::: DATA UNDER STUDY
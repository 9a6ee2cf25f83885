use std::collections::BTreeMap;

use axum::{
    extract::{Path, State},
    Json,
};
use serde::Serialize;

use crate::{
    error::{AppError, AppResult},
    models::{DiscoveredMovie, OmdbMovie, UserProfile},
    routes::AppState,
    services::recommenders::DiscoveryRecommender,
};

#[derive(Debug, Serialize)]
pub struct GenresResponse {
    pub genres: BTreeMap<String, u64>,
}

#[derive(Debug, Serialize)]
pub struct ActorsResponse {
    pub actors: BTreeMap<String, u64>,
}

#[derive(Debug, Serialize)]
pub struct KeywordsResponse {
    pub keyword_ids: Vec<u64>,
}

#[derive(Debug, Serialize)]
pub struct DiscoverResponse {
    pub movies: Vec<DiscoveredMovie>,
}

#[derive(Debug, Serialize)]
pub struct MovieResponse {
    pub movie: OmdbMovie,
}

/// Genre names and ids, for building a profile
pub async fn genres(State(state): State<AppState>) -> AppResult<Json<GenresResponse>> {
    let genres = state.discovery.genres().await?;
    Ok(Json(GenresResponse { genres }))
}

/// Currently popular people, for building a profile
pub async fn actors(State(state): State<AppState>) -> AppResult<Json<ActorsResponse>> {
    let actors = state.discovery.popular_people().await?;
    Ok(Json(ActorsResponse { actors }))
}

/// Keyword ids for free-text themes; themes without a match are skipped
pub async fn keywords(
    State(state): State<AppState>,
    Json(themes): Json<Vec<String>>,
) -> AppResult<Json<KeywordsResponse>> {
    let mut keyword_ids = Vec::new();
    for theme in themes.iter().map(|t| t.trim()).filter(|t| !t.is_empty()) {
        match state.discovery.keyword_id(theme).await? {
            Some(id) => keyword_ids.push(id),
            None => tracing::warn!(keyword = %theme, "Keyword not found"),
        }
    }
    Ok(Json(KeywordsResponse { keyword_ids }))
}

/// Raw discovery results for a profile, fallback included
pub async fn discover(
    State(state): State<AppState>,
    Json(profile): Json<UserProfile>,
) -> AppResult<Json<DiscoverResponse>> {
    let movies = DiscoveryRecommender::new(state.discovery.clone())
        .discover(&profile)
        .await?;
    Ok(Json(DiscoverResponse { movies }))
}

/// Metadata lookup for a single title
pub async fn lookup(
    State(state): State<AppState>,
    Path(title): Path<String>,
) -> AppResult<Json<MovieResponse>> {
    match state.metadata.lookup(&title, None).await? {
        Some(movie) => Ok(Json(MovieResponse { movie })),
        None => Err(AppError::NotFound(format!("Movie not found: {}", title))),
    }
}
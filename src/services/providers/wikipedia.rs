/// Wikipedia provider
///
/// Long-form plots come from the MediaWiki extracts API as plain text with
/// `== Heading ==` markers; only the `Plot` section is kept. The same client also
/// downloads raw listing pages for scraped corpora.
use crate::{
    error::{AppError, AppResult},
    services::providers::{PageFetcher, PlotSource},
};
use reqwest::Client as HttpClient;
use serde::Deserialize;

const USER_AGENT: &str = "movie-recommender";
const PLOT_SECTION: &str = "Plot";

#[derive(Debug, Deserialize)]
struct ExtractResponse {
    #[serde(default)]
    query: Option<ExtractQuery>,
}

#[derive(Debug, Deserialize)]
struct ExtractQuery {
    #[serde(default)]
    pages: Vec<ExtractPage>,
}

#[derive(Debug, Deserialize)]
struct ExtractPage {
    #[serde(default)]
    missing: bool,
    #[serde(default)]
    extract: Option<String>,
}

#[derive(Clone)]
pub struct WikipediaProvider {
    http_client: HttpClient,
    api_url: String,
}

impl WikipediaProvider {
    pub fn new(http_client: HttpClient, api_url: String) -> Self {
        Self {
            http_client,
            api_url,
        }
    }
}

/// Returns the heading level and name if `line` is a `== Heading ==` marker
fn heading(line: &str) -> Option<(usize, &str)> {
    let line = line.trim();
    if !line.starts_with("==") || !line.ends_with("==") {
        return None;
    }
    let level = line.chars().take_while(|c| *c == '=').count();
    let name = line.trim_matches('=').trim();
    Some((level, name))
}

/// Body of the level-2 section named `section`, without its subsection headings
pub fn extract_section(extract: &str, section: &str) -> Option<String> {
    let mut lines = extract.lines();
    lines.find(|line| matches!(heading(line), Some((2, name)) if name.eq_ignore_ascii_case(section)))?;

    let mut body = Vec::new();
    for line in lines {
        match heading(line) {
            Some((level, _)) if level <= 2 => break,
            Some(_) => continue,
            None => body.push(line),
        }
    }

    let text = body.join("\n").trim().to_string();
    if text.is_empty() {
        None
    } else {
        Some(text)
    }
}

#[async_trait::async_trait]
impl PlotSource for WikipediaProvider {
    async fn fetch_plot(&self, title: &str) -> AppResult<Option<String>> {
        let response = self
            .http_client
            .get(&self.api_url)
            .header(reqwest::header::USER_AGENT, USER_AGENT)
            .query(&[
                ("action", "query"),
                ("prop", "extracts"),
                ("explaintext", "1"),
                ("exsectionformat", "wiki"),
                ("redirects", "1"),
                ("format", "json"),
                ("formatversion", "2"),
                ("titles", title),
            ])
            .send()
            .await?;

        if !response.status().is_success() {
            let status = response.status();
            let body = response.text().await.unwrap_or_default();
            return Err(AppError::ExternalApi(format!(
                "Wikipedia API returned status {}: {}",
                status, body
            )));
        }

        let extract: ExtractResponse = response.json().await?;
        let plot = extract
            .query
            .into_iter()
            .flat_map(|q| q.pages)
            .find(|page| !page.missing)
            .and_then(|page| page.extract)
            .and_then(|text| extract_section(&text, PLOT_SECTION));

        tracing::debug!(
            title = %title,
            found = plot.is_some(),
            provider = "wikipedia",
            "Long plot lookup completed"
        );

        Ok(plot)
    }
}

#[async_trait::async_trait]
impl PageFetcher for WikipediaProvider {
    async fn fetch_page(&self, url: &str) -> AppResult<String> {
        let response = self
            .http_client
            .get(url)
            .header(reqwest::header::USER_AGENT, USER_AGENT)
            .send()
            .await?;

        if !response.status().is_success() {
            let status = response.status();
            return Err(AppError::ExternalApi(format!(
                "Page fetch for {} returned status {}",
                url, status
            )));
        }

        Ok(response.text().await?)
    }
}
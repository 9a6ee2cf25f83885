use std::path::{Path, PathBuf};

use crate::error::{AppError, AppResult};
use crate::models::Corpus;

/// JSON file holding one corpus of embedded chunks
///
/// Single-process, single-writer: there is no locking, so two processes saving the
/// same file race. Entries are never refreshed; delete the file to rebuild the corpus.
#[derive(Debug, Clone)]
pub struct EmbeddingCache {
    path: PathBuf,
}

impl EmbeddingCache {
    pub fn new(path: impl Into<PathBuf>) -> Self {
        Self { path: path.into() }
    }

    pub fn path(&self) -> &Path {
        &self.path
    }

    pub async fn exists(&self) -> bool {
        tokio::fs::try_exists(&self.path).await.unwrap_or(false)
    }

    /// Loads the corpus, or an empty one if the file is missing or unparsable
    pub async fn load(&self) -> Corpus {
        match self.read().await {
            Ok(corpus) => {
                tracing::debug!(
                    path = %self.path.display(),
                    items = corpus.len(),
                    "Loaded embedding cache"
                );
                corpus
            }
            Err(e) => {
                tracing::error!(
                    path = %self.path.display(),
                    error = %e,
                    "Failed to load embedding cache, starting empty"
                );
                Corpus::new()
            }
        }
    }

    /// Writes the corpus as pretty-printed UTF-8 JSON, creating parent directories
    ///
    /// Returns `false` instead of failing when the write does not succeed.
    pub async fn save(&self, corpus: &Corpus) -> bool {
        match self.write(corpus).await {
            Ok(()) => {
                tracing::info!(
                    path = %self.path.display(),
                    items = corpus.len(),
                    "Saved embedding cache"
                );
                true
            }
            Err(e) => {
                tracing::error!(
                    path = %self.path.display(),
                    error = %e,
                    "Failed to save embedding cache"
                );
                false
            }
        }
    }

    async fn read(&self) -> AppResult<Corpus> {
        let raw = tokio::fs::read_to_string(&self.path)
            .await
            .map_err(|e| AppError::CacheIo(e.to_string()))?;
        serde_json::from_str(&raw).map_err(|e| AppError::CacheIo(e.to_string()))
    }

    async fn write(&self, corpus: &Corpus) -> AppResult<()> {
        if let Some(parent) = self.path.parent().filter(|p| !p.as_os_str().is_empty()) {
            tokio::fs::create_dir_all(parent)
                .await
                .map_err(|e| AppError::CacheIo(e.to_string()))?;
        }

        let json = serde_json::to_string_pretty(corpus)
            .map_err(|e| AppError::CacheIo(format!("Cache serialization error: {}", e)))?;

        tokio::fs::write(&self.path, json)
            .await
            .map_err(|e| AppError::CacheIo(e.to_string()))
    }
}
::::::
* [WHAT THE TASK REQUIRES]
Above are the entries; copy out every line among them that contains the word "single".

* [RESPONSE BELOW]
/// Metadata lookup for a single title
/// Single-process, single-writer: there is no locking, so two processes saving the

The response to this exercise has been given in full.